A lógica aplica-se também às empresas. São inúmeras as que perderam valor de mercado devido a casos internos de assédio sexual, como a Mitsubishi, Walmart, Alphabet ou Amazon. Sabendo o potencial de destruição de valor que esses casos têm –incluindo riscos financeiros de longo prazo, interrupções operacionais e danos à reputação–, o regulador americano SEC começou, em 2022, a prestar atenção à diversidade e à cultura no local de trabalho das empresas listadas.

Um estudo demonstrou que as empresas com as taxas mais altas de incidentes de assédio sexual têm queda de 17% no valor das ações nos primeiros 12 meses após a revelação do incidente e um aumento dos custos laborais nos cinco anos seguintes. Se a Igreja Católica fosse uma empresa, o seu valor de mercado seria assaltado pelos sistemáticos casos de crueldade infantil.

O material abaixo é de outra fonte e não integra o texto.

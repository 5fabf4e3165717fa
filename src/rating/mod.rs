//! Histogram-based detail-loss scoring.
//!
//! | Piece | Role |
//! |---|---|
//! | [`ColorHistogram`] | Exact color counts over one rectangle |
//! | [`detect_background`] | Most frequent color of a whole image |
//! | [`rate`] / [`rate_with_mask`] | Sum of per-cell residual counts, optionally mask-penalized |

mod background;
pub mod cells;
mod histogram;

pub use background::detect_background;
pub use cells::{cell_ratings, check_grid, mask_intensity, rate, rate_cell, rate_with_mask};
pub use histogram::{ColorHistogram, ColorRating};

use crate::config::Grid;
use crate::imaging::Rect;
use thiserror::Error;

#[derive(Error, Debug)]
pub enum RatingError {
    #[error("Region {region:?} lies outside the {}x{} image", image.0, image.1)]
    RegionOutOfBounds { region: Rect, image: (u32, u32) },
    #[error("Image has no pixels")]
    EmptyImage,
    #[error("Grid cells and target must be non-zero, got {0:?}")]
    EmptyGrid(Grid),
    #[error("Mask is {}x{} but image is {}x{}", mask.0, mask.1, image.0, image.1)]
    SizeMismatch {
        image: (u32, u32),
        mask: (u32, u32),
    },
}
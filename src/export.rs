//! Writing selected candidates to disk.
//!
//! ## File Naming
//!
//! ```text
//! <output_dir>/<file>_<best|worst>_<index>_rate<rating>_s<scale>_xoff<x>_yoff<y><ext>
//! ```
//!
//! `<file>` is the full source file name (extension included) and `<ext>` is
//! the source extension, so `photo.png` yields
//! `photo.png_best_0_rate12_s256_xoff0_yoff0.png`. Masks use the same pattern
//! with their own file name (`mask_photo.png_best_0_...png`).

use crate::config::Grid;
use crate::imaging::{BackendError, ImageBackend};
use crate::search::render;
use crate::select::{Ranking, SelectionKind};
use crate::types::MutationResult;
use image::{Rgba, RgbaImage};
use serde::Serialize;
use std::path::{Path, PathBuf};
use thiserror::Error;

#[derive(Error, Debug)]
pub enum ExportError {
    #[error("IO error: {0}")]
    Io(#[from] std::io::Error),
    #[error("Image encoding failed: {0}")]
    Imaging(#[from] BackendError),
}

/// Prefix that turns an image file name into its mask file name.
pub const MASK_PREFIX: &str = "mask_";

/// The conventional mask location for `image_path`: same directory, file name
/// prefixed with `mask_`.
pub fn mask_path_for(image_path: &Path) -> PathBuf {
    let file_name = image_path
        .file_name()
        .map(|f| f.to_string_lossy().into_owned())
        .unwrap_or_default();
    image_path.with_file_name(format!("{MASK_PREFIX}{file_name}"))
}

/// `.ext` of `path`, or an empty string when it has none.
pub fn dotted_extension(path: &Path) -> String {
    path.extension()
        .map(|e| format!(".{}", e.to_string_lossy()))
        .unwrap_or_default()
}

/// Output file name for one exported candidate.
pub fn output_file_name(
    file_name: &str,
    kind: SelectionKind,
    index: usize,
    result: &MutationResult,
    ext: &str,
) -> String {
    let c = &result.candidate;
    format!(
        "{}_{}_{}_rate{}_s{}_xoff{}_yoff{}{}",
        file_name,
        kind.label(),
        index,
        result.rating,
        c.scale,
        c.x_offset,
        c.y_offset,
        ext
    )
}

/// Everything needed to re-render selected candidates.
pub struct ExportSource<'a> {
    pub image_path: &'a Path,
    pub image: &'a RgbaImage,
    pub mask: Option<(&'a Path, &'a RgbaImage)>,
    pub background: Rgba<u8>,
    pub grid: &'a Grid,
}

/// One written candidate.
#[derive(Debug, Clone, PartialEq, Serialize)]
pub struct Exported {
    pub kind: SelectionKind,
    pub index: usize,
    pub result: MutationResult,
    pub image_path: PathBuf,
    #[serde(skip_serializing_if = "Option::is_none")]
    pub mask_path: Option<PathBuf>,
}

fn file_name_of(path: &Path) -> String {
    path.file_name()
        .map(|f| f.to_string_lossy().into_owned())
        .unwrap_or_default()
}

/// Re-render the best `best` and the worst candidate and encode them into
/// `output_dir`, creating it if needed. Stops at the first failure.
pub fn export(
    backend: &impl ImageBackend,
    ranking: &Ranking,
    best: usize,
    source: &ExportSource<'_>,
    output_dir: &Path,
) -> Result<Vec<Exported>, ExportError> {
    std::fs::create_dir_all(output_dir)?;

    let ext = dotted_extension(source.image_path);
    let image_name = file_name_of(source.image_path);
    let mask_name = source.mask.map(|(path, _)| file_name_of(path));
    let mask_image = source.mask.map(|(_, image)| image);

    let mut written = Vec::new();
    for (kind, index, result) in ranking.selections(best) {
        let (rendered, rendered_mask) = render(
            source.image,
            mask_image,
            &result.candidate,
            source.background,
            source.grid,
        );

        let image_path =
            output_dir.join(output_file_name(&image_name, kind, index, result, &ext));
        backend.encode(&rendered, &image_path)?;

        let mask_path = match (rendered_mask, &mask_name) {
            (Some(rendered_mask), Some(name)) => {
                let path = output_dir.join(output_file_name(name, kind, index, result, &ext));
                backend.encode(&rendered_mask, &path)?;
                Some(path)
            }
            _ => None,
        };

        log::debug!("wrote {}", image_path.display());
        written.push(Exported {
            kind,
            index,
            result: *result,
            image_path,
            mask_path,
        });
    }
    Ok(written)
}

Voltando ao risco dos países, a Moody’s, S&P e Fitch já integram riscos ESG, incluindo os relacionados a direitos humanos, nas suas metodologias de avaliação de risco soberano. Várias agências de rating ESG, como Robeco, SolAbility ou Sustainalytics, também levam em consideração a capacidade de um país fazer uma boa gestão do seu patrimônio natural, humano e institucional, porque esses critérios afetam a prosperidade das economias nacionais.

Os abusos sexuais da Igreja Católica, que afetam diretamente dezenas de milhares de vítimas e indiretamente milhões de pessoas, representam uma violação sistemática de um direito humano cometida por uma instituição que exerce uma influência dominadora em muitos países. Os abusos são, por isso, um risco ESG soberano; estão diretamente acoplados a questões de direitos humanos, inquietações sociais, quebras de institucionalidade ou corrupção.

Um país não é uma empresa. As lógicas são necessariamente diferentes. Mas as pessoas que sofreram abusos sexuais da Igreja Católica ou as mulheres alvo de assédio no local de trabalho são ambas vítimas. As instituições do direito e o mercado financeiro também são diferentes. Mas ambos, por razões diversas, deveriam prestar atenção às vítimas dos predadores sexuais.